Wenn Alexander Busch diese Woche in der NZZ über Bolsonaros erste 100 Tage als Präsident Brasiliens schreibt, sind die Parallelen nicht zu übersehen. Da heisst es zwar schon Bolsonaro sei „umstritten“ aber am wichtigsten von allem seien nun Privatisierungen: „Nur mit einer Rentenreform, Privatisierungen und starken Einschnitten kann die Regierung das Anwachsen des Haushaltsdefizits stoppen“. Wichtig für die Beurteilung von Präsident*innen ist also für die NZZ nicht, ob diese vorhaben, Oppositionelle, Schwule und Strassenkinder töten zu lassen, sondern ob sie wohl brav den neoliberalen Staatsabbau vorantreiben, obwohl es kein einziges Beispiel gibt, wo den Menschen, die nicht eh suppereich sind, ein solches Vorgehen was gebracht hat.
https://www.nzz.ch/wirtschaft/brasilien-praesident-jair-bolsonaro-seit-100-tagen-im-amt-ld.1473126?kid=nl105_2019-4-11&reduced=true&mktcid=nled&mktcval=105_2019-04-11
Keine aussagekräftigen Rassismusstatistiken in der Schweiz
‚Humanrightswatch.ch‘ hat im Auftrag des Bundes Beratungs- und Integrationsstellen abgeklappert um herauszufinden, wie viele rassistische Vorfälle es im 2018 gegeben hat. Allerdings sind die Resultate überhaupt nicht aussagekräftig. Die Stellen, die in der Schweiz solche Vorfälle statistisch erfassen, betreffen nur ein paar Stellenprozente, viel zu wenig um ein gutes Bild zu bekommen. Für einige Kantone gibt es überhaupt keine Zahlen. Kommt hinzu, dass nur ein kleiner Bruchteil der Vorfälle überhaupt diesen Stellen zu Ohren kommen, denn wer geht schon aufs Integrationsamt, wenn er*sie rassistisch angepöbelt wurde, um dort eine Meldung zu machen. Es verwundert nicht, dass es in der Schweiz keine aussagekräftigen Statistiken zu rassistischen Übergriffen gibt, denn von staatlicher Seite zeigt bisher keine halbgekochte Kartoffel ein Interesse darfür, gegen den Rassismus in der Schweiz vorzugehen.

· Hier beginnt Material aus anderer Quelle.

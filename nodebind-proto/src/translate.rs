//! Translating message descriptors into schema type systems.
//!
//! | protobuf | schema |
//! |---|---|
//! | implicit-presence scalar | required field |
//! | `optional`, message-typed, oneof member | `optional` field |
//! | `repeated T` | `[T]` |
//! | `map<K, V>` | `{String:V}` (keys written as strings) |
//! | enum | enum of value names |
//! | integer kinds / `float`, `double` / `bytes` | `Int` / `Float` / `Bytes` |
//!
//! Types are named by their full name without the package, nested names
//! joined by `_`. When that name is a prelude kind or already taken by a
//! type from another package, the full name is used instead (`b.Foo` becomes
//! `b_Foo`, `google.protobuf.Any` becomes `google_protobuf_Any`).

use std::collections::{HashMap, HashSet};

use nodebind_schema::{StructField, TypeDef, TypeExpr, TypeSystem, PRELUDE};
use prost_reflect::{Cardinality, EnumDescriptor, FieldDescriptor, Kind, MessageDescriptor};
use tracing::debug;

use crate::error::ProtoResult;

/// Builds a type system describing `message` and every message and enum it
/// references. The root type is named by [`schema_type_name`].
pub fn schema_for_message(message: &MessageDescriptor) -> ProtoResult<TypeSystem> {
    let mut translator = Translator::new();
    translator.message(message)?;
    translator.system.validate()?;
    debug!(
        "Translated {} into {} schema types",
        message.full_name(),
        translator.names.len()
    );
    Ok(translator.system)
}

/// Schema name of the root type [`schema_for_message`] builds for `message`:
/// its full name without the package, with `_` joining nested names
/// (`pkg.Outer.Inner` becomes `Outer_Inner`), or the qualified name when
/// that would shadow a prelude kind.
pub fn schema_type_name(message: &MessageDescriptor) -> String {
    Translator::new()
        .claim(message.full_name(), message.package_name())
        .0
}

fn local_name(full_name: &str, package: &str) -> String {
    let local = if package.is_empty() {
        full_name
    } else {
        full_name
            .strip_prefix(package)
            .and_then(|rest| rest.strip_prefix('.'))
            .unwrap_or(full_name)
    };
    local.replace('.', "_")
}

struct Translator {
    system: TypeSystem,
    /// Proto full name to schema name.
    names: HashMap<String, String>,
    /// Schema names in use, prelude included.
    taken: HashSet<String>,
}

impl Translator {
    fn new() -> Self {
        Self {
            system: TypeSystem::new(),
            names: HashMap::new(),
            taken: PRELUDE.iter().map(|kind| kind.to_string()).collect(),
        }
    }

    /// Returns the schema name for a proto type and whether it was newly
    /// assigned.
    fn claim(&mut self, full_name: &str, package: &str) -> (String, bool) {
        if let Some(name) = self.names.get(full_name) {
            return (name.clone(), false);
        }

        let mut name = local_name(full_name, package);
        if self.taken.contains(&name) {
            name = full_name.replace('.', "_");
        }
        if self.taken.contains(&name) {
            let base = name;
            let mut n = 2;
            while self.taken.contains(&format!("{base}_{n}")) {
                n += 1;
            }
            name = format!("{base}_{n}");
        }

        self.taken.insert(name.clone());
        self.names.insert(full_name.to_string(), name.clone());
        (name, true)
    }

    fn message(&mut self, message: &MessageDescriptor) -> ProtoResult<TypeExpr> {
        let (name, new) = self.claim(message.full_name(), message.package_name());
        if !new {
            return Ok(TypeExpr::Named(name));
        }

        let mut fields = Vec::with_capacity(message.fields().len());
        for field in message.fields() {
            fields.push(self.field(&field)?);
        }
        self.system.insert(TypeDef::structure(&name, fields))?;
        Ok(TypeExpr::Named(name))
    }

    fn field(&mut self, field: &FieldDescriptor) -> ProtoResult<StructField> {
        if field.is_map() {
            if let Kind::Message(entry) = field.kind() {
                let value = self.kind(&entry.map_entry_value_field().kind())?;
                return Ok(StructField::required(field.name(), TypeExpr::map_of(value)));
            }
        }

        let ty = self.kind(&field.kind())?;
        if field.is_list() {
            return Ok(StructField::required(field.name(), TypeExpr::list_of(ty)));
        }

        if field.supports_presence() && field.cardinality() != Cardinality::Required {
            Ok(StructField::optional(field.name(), ty))
        } else {
            Ok(StructField::required(field.name(), ty))
        }
    }

    fn kind(&mut self, kind: &Kind) -> ProtoResult<TypeExpr> {
        let expr = match kind {
            Kind::Double | Kind::Float => TypeExpr::named("Float"),
            Kind::Int32
            | Kind::Int64
            | Kind::Uint32
            | Kind::Uint64
            | Kind::Sint32
            | Kind::Sint64
            | Kind::Fixed32
            | Kind::Fixed64
            | Kind::Sfixed32
            | Kind::Sfixed64 => TypeExpr::named("Int"),
            Kind::Bool => TypeExpr::named("Bool"),
            Kind::String => TypeExpr::named("String"),
            Kind::Bytes => TypeExpr::named("Bytes"),
            Kind::Message(message) => self.message(message)?,
            Kind::Enum(en) => self.enumeration(en)?,
        };
        Ok(expr)
    }

    fn enumeration(&mut self, en: &EnumDescriptor) -> ProtoResult<TypeExpr> {
        let (name, new) = self.claim(en.full_name(), en.package_name());
        if new {
            let members = en.values().map(|v| v.name().to_string()).collect();
            self.system.insert(TypeDef::enumeration(&name, members))?;
        }
        Ok(TypeExpr::Named(name))
    }
}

https://www.humanrights.ch/de/menschenrechte-schweiz/inneres/rassismus/studien/beratungsnetz-rassismusopfer-auswertungsbericht-2018
https://www.srf.ch/news/schweiz/278-faelle-im-jahr-2018-wo-sich-rassismus-am-haeufigsten-zeigt
Stadt Frauenfeld reduziert für Menschen im Asylbereich die Sozialhilfe
Die Stadtbehörden von Frauenfeld halten es für eine gute Idee, Asylsuchenden die Sozialhilfe-Tagespauschale zu senken, um „den Haushalt auszugleichen“. Betroffen sind Personen in einem laufenden Asylverfahren und vorläufig aufgenommene Personen in den ersten sieben Jahren. In Frauenfeld sind das 15 Dossiers mit 52 Personen. Die Senkung des Grundbedarfs – also alles ausser Miete und Krankenkasse – bedeutet für eine vierköpfige Familie eine Senkung von 1’688 auf 1’477.- im Monat. Eine Einzelperson bekommt 428 statt 489 Franken im Monat. Schon vorher war die Stadt Frauenfeld 20% unter der SKOS-Richtlinie. Der Gipfel: „Im Rahmen von «Balance» sei es darum gegangen, mögliches Sparpotenzial in der Verwaltung auszuloten“. Also statt z.B. Gehälter der am besten Verdienenden im Departement zu senken, wird bei der Sozialhilfe der Allerschwächsten abgezwackt. Einfach nur mies.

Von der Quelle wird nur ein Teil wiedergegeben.